An interview with US Congresswoman Marie Gluesenkamp Perez really stayed with me after first listening to it.
She spoke about the way that clean energy and energy efficiency measures are often framed in ways that have little to no connection with the lives of communities they are being imposed on, ignoring local knowledge and practice and in turn inspiring inevitable push-back.
“There’s been this obsession with technology and whatever lobbyist is in your office shilling triple-glazed, argon-filled windows. And a blindness to the actual skilled trades of: You know what? If you put the long side of your house facing south, you put an eave on it — if you put a skirt around a mobile home — a metal sheet that connects the bottom of the mobile home to the ground — that creates an air gap and saves a [expletive] ton of energy. And now those folks, a lot of whom are on fixed income living in a mobile home, their energy bill just went way down…
We ignored a lot of the things that we know in the trades are the low-hanging fruit of energy efficiency and utility and a progressive tax system. That’s one of the things that bothers me. The electric vehicle tax credits, the heat-pump tax credits — those were profoundly regressive tax strategies.”
Yet shifts are underway in many contexts that finally center the fact that climate change is a deeply human experience (and like all human experience, full of inequities), and that efforts to address it have to take that into account.
Five recent examples:
Here in NYC, the city administration is saying that while the state is trying to delay its climate targets on an affordability basis, it sees climate action in the opposite way - that done right, it will bring down energy costs and improve affordability.
The city’s new climate and environmental justice chief Louise Yeung has said:
“The cost of living is increasingly difficult for New Yorkers to remain in the city and to have a good quality of life. Embedded in that is also the amount of money that we are paying for our utility bills, the amount of money that we are spending to rebuild after it floods, and there’s so many ways that our climate solutions can be part of our economic justice. Climate solutions can be part of our affordability.”
On a personal note: installing solar panels on our roof last year was a way more complicated and long process than it needed to be, but now that they’re up the drastically reduced electricity bills and seeing that our grid dependence is around 2% on average is pretty awesome.
In Europe, a new regional program hones in on the urgency of access to affordable housing, and the fact that climate measures have to come in tandem with affordability. In parallel the “TASH” initiative (Taskforce on Affordable and Sustainable Housing) - which I sowed the seeds for in its early days - spotlights what that means for financing.
In their new report “Living at the crossroads: affordability, climate and real estate investment” the TASH coalition lifts up the fact that “most institutional capital in European housing remains concentrated in short-term, asset-level risk management models that can exacerbate un-affordability, poor climate outcomes and market volatility.” They call for policy that supports scaled investment in innovative models, currently at the fringes, that are aligned with housing rights and with climate goals.

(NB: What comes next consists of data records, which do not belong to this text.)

//! Scripted Gateway and Draw Authority
//!
//! In-memory payment provider whose status answers follow a script, plus
//! the server-side authority that commits to seeds at payment creation and
//! draws the item at approval.

use std::collections::{BTreeMap, VecDeque};
use std::sync::atomic::{AtomicU64, Ordering};
use std::sync::{Arc, Mutex};
use std::time::Duration;

use async_trait::async_trait;
use tracing::{debug, info};

use crate::core::clock::Clock;
use crate::core::hash::short_hex;
use crate::core::sync::lock;
use crate::external::archive::{ArchiveError, ArchivedDraw, DrawOutcome};
use crate::external::catalog::CatalogSource;
use crate::external::gateway::{GatewayError, PaymentGateway, StatusReport};
use crate::external::memory::MemoryArchive;
use crate::fairness::commitment::DrawCommitment;
use crate::fairness::weights::{derive_item, WeightTable};
use crate::purchase::types::{
    Amount, BoxId, DrawResult, Payment, PaymentId, PaymentStatus, PurchaseIntent,
};

// =============================================================================
// DRAW AUTHORITY
// =============================================================================

/// Server-side draw authority.
///
/// Generates the server seed, archives the commitment before any reveal,
/// and derives the item when the payment is approved.
pub struct DrawAuthority {
    archive: Arc<MemoryArchive>,
    clock: Arc<dyn Clock>,
}

impl DrawAuthority {
    /// Create an authority writing to an archive.
    pub fn new(archive: Arc<MemoryArchive>, clock: Arc<dyn Clock>) -> Self {
        Self { archive, clock }
    }

    /// Archive backing this authority.
    pub fn archive(&self) -> &Arc<MemoryArchive> {
        &self.archive
    }

    /// Commit to a fresh server seed for a payment.
    ///
    /// Returns the public commitment hash. The seed stays in the archive.
    pub fn commit(
        &self,
        payment_id: &PaymentId,
        box_id: &BoxId,
        client_seed: &str,
        table: WeightTable,
    ) -> Result<String, ArchiveError> {
        let server_seed = fresh_server_seed();
        let commitment = DrawCommitment::commit(&server_seed, client_seed).disclose(server_seed);
        let commitment_hash = commitment.commitment_hash.clone();

        self.archive.record_commitment(ArchivedDraw {
            payment_id: payment_id.clone(),
            box_id: box_id.clone(),
            commitment,
            table,
            outcome: None,
        })?;

        debug!(payment = %payment_id, commitment = %short_hex(&commitment_hash), "Draw committed");
        Ok(commitment_hash)
    }

    /// Draw the item for an approved payment.
    ///
    /// Settling twice returns the same draw.
    pub fn settle(&self, payment_id: &PaymentId) -> Result<DrawResult, ArchiveError> {
        let record = self
            .archive
            .get(payment_id)
            .ok_or_else(|| ArchiveError::Missing(payment_id.clone()))?;

        if let Some(draw) = record.to_draw_result() {
            return Ok(draw);
        }

        let (derived_index, item_id) = derive_item(&record.commitment.commitment_hash, &record.table)
            .map_err(|e| ArchiveError::Corrupt(e.to_string()))?;

        let outcome = DrawOutcome {
            item_id: item_id.clone(),
            derived_index,
            settled_at: self.clock.now(),
        };
        let settled = self.archive.record_outcome(payment_id, outcome)?;

        info!(payment = %payment_id, item = %item_id, index = derived_index, "Draw settled");
        settled
            .to_draw_result()
            .ok_or_else(|| ArchiveError::Corrupt(format!("outcome missing for {}", payment_id)))
    }
}

/// 64 hex characters of fresh randomness.
fn fresh_server_seed() -> String {
    format!(
        "{}{}",
        uuid::Uuid::new_v4().simple(),
        uuid::Uuid::new_v4().simple()
    )
}

// =============================================================================
// SCRIPTED GATEWAY
// =============================================================================

/// Gateway configuration.
#[derive(Debug, Clone)]
pub struct MemoryGatewayConfig {
    /// Time between payment creation and `expires_at`.
    pub payment_ttl: Duration,
    /// Refuse every payment creation.
    pub reject_payments: bool,
}

impl Default for MemoryGatewayConfig {
    fn default() -> Self {
        Self {
            payment_ttl: Duration::from_secs(600),
            reject_payments: false,
        }
    }
}

/// One scripted answer to a status query.
#[derive(Debug, Clone, Copy, PartialEq, Eq)]
pub enum StatusStep {
    /// Answer with this status.
    Status(PaymentStatus),
    /// Fail the query (transient error).
    Fail,
}

/// Provider-side payment record.
struct ProviderPayment {
    amount: Amount,
    script: VecDeque<StatusStep>,
    last: PaymentStatus,
    draw: Option<DrawResult>,
    fetches: u32,
}

/// In-memory payment provider.
///
/// Every payment created gets a copy of the current script. Once the
/// script is exhausted the last status repeats; a terminal status always
/// repeats.
pub struct MemoryGateway {
    config: MemoryGatewayConfig,
    clock: Arc<dyn Clock>,
    catalog: Arc<dyn CatalogSource>,
    authority: DrawAuthority,
    script: Mutex<Vec<StatusStep>>,
    payments: Mutex<BTreeMap<PaymentId, ProviderPayment>>,
    next_id: AtomicU64,
}

impl MemoryGateway {
    /// Create a gateway whose draws are archived in `archive`.
    pub fn new(
        config: MemoryGatewayConfig,
        clock: Arc<dyn Clock>,
        catalog: Arc<dyn CatalogSource>,
        archive: Arc<MemoryArchive>,
    ) -> Self {
        Self {
            config,
            authority: DrawAuthority::new(archive, clock.clone()),
            clock,
            catalog,
            script: Mutex::new(Vec::new()),
            payments: Mutex::new(BTreeMap::new()),
            next_id: AtomicU64::new(1),
        }
    }

    /// Replace the script for payments created from now on.
    pub fn set_script(&self, steps: Vec<StatusStep>) {
        *lock(&self.script) = steps;
    }

    /// Builder-style script.
    pub fn with_script(self, steps: Vec<StatusStep>) -> Self {
        self.set_script(steps);
        self
    }

    /// Force a payment's next answers to a status.
    pub fn set_status(&self, payment_id: &PaymentId, status: PaymentStatus) -> Result<(), GatewayError> {
        let mut payments = lock(&self.payments);
        let entry = payments
            .get_mut(payment_id)
            .ok_or_else(|| GatewayError::UnknownPayment(payment_id.clone()))?;
        entry.script.clear();
        entry.script.push_back(StatusStep::Status(status));
        Ok(())
    }

    /// Number of status queries received for a payment.
    pub fn fetch_count(&self, payment_id: &PaymentId) -> u32 {
        lock(&self.payments).get(payment_id).map(|p| p.fetches).unwrap_or(0)
    }

    /// Every payment created so far.
    pub fn payment_ids(&self) -> Vec<PaymentId> {
        lock(&self.payments).keys().cloned().collect()
    }

    /// Draw authority behind this gateway.
    pub fn authority(&self) -> &DrawAuthority {
        &self.authority
    }

    fn next_payment_id(&self) -> PaymentId {
        let n = self.next_id.fetch_add(1, Ordering::Relaxed);
        PaymentId::new(format!("pay-{:06}", n))
    }
}

#[async_trait]
impl PaymentGateway for MemoryGateway {
    async fn create_payment(&self, intent: &PurchaseIntent) -> Result<Payment, GatewayError> {
        if self.config.reject_payments {
            return Err(GatewayError::Rejected("payments disabled".to_string()));
        }

        let listing = self
            .catalog
            .box_listing(&intent.box_id)
            .await
            .map_err(|e| GatewayError::Rejected(e.to_string()))?;

        if listing.price != intent.price_at_intent {
            return Err(GatewayError::Rejected(format!(
                "price changed from {} to {}",
                intent.price_at_intent, listing.price
            )));
        }

        let payment_id = self.next_payment_id();
        let created_at = self.clock.now();
        let ttl = chrono::Duration::from_std(self.config.payment_ttl)
            .map_err(|e| GatewayError::Unavailable(e.to_string()))?;

        let commitment_hash = self
            .authority
            .commit(&payment_id, &intent.box_id, &intent.client_seed, listing.table)
            .map_err(|e| GatewayError::Unavailable(e.to_string()))?;

        let payment = Payment::new(
            payment_id.clone(),
            intent.price_at_intent,
            created_at,
            created_at + ttl,
            format!("ref-{}", payment_id),
        )
        .map_err(|e| GatewayError::Rejected(e.to_string()))?
        .with_commitment(commitment_hash);

        let script = lock(&self.script).iter().copied().collect();
        lock(&self.payments).insert(
            payment_id.clone(),
            ProviderPayment {
                amount: payment.amount,
                script,
                last: PaymentStatus::Pending,
                draw: None,
                fetches: 0,
            },
        );

        info!(payment = %payment_id, user = %intent.user_id, amount = payment.amount, "Payment created");
        Ok(payment)
    }

    async fn payment_status(&self, payment_id: &PaymentId) -> Result<StatusReport, GatewayError> {
        let mut payments = lock(&self.payments);
        let entry = payments
            .get_mut(payment_id)
            .ok_or_else(|| GatewayError::UnknownPayment(payment_id.clone()))?;

        entry.fetches += 1;

        let step = if entry.last.is_terminal() {
            StatusStep::Status(entry.last)
        } else {
            entry.script.pop_front().unwrap_or(StatusStep::Status(entry.last))
        };

        match step {
            StatusStep::Fail => Err(GatewayError::Unavailable("scripted failure".to_string())),
            StatusStep::Status(PaymentStatus::Approved) => {
                let draw = match &entry.draw {
                    Some(draw) => draw.clone(),
                    None => {
                        let draw = self
                            .authority
                            .settle(payment_id)
                            .map_err(|e| GatewayError::Unavailable(e.to_string()))?;
                        entry.draw = Some(draw.clone());
                        draw
                    }
                };
                entry.last = PaymentStatus::Approved;
                Ok(StatusReport::approved(entry.amount, draw))
            }
            StatusStep::Status(status) => {
                entry.last = status;
                Ok(StatusReport::with_status(status))
            }
        }
    }
}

In Antigua, government leaders recognized that an energy and resilience shift - and securing the financing to make it happen - was going to involve bringing along multiple sectors, from utility companies, to residents, to builders. As a speaker on the recent built environment course I taught put it, that work is complex, takes time, and crucially it involves finding language that lands with the actors you need to move.
And then of course, the insanity that has been the US and Israel’s war on Iran and Lebanon has made the risks of fossil fuel dependence - even putting climate impacts aside - clearer than ever.
Later this month, 85 countries are gathering in Santa Marta, on the Caribbean coast of Colombia, for the First International Conference on the Just Transition Away from Fossil Fuels. Following petrostates’ sabotaging of fossil fuel-phase-out commitments at Cop30, Brazil initiated this process that seeks to make change happen faster than politically-negotiated texts by moving in numbers and harnessing market forces.
And in an example of an economic and political dynamic happening across the continent and beyond, China is currently massively scaling up solar panel exports to Cuba as it grapples with sweeping blackouts exacerbated by the oil blockade.
It’s close to impossible to be optimistic these days without sounding willfully naive. But it’s by joining the dots and seeing the patterns between shifts that are happening in multiple, diverse contexts that the space for alternative ways forward begins to expand dramatically.